Reproduce the data that follows precisely.

* _Records provided_:
== == ==

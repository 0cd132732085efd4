/// Accumulation of parsed references into an index.
pub mod aggregator;

/// Query operations over a finished index.
pub mod queries;

pub use aggregator::{build_index, CrossReferenceAggregator};
pub use queries::CrossReferenceQueries;
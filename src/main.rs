//! MCP Server Entry Point
//!
//! This is the main entry point for the MCP server. It initializes logging,
//! loads configuration, and starts the server with the configured transport.

use anyhow::Result;
use tracing::{Level, info};
use tracing_subscriber::{EnvFilter, fmt};

use factcheck_mcp_server::core::{Config, McpServer, TransportService};

#[tokio::main]
async fn main() -> Result<()> {
    // Load configuration from environment
    let config = Config::from_env();

    // Initialize logging
    init_logging(&config.logging.level);

    info!("Starting {} v{}", config.server.name, config.server.version);

    // Create the MCP server
    let server = McpServer::new(config.clone());

    info!("Server initialized");

    // Create and run the transport service
    let transport = TransportService::new(config.transport);
    transport.run(server).await?;

    info!("Server shutting down");

    Ok(())
}

/// Initialize the logging subsystem.
///
/// Configures tracing with the specified log level and format. Logs go to
/// stderr so that stdout stays free for the MCP protocol.
fn init_logging(level: &str) {
    let level = match level.to_lowercase().as_str() {
        "trace" => Level::TRACE,
        "debug" => Level::DEBUG,
        "info" => Level::INFO,
        "warn" => Level::WARN,
        "error" => Level::ERROR,
        _ => Level::INFO,
    };

    let filter = EnvFilter::from_default_env().add_directive(level.into());

    fmt()
        .with_env_filter(filter)
        .with_target(true)
        .with_thread_ids(false)
        .with_file(false)
        .with_line_number(false)
        .with_writer(std::io::stderr)
        .init();
}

== == ==

* _Solution_:
repository 0cd132732085efd4
/// Accumulation of parsed references into an index.
pub mod aggregator;

/// Query operations over a finished index.
pub mod queries;

pub use aggregator::{build_index, CrossReferenceAggregator};
pub use queries::CrossReferenceQueries;
filename src/main.rs
//! MCP Server Entry Point
//!
//! This is the main entry point for the MCP server. It initializes logging,
//! loads configuration, and starts the server with the configured transport.

use anyhow::Result;
use tracing::{Level, info};
use tracing_subscriber::{EnvFilter, fmt};

use factcheck_mcp_server::core::{Config, McpServer, TransportService};

#[tokio::main]
async fn main() -> Result<()> {
    // Load configuration from environment
    let config = Config::from_env();

    // Initialize logging
    init_logging(&config.logging.level);

    info!("Starting {} v{}", config.server.name, config.server.version);

    // Create the MCP server
    let server = McpServer::new(config.clone());

    info!("Server initialized");

    // Create and run the transport service
    let transport = TransportService::new(config.transport);
    transport.run(server).await?;

    info!("Server shutting down");

    Ok(())
}

/// Initialize the logging subsystem.
///
/// Configures tracing with the specified log level and format. Logs go to
/// stderr so that stdout stays free for the MCP protocol.
fn init_logging(level: &str) {
    let level = match level.to_lowercase().as_str() {
        "trace" => Level::TRACE,
        "debug" => Level::DEBUG,
        "info" => Level::INFO,
        "warn" => Level::WARN,
        "error" => Level::ERROR,
        _ => Level::INFO,
    };

    let filter = EnvFilter::from_default_env().add_directive(level.into());

    fmt()
        .with_env_filter(filter)
        .with_target(true)
        .with_thread_ids(false)
        .with_file(false)
        .with_line_number(false)
        .with_writer(std::io::stderr)
        .init();
}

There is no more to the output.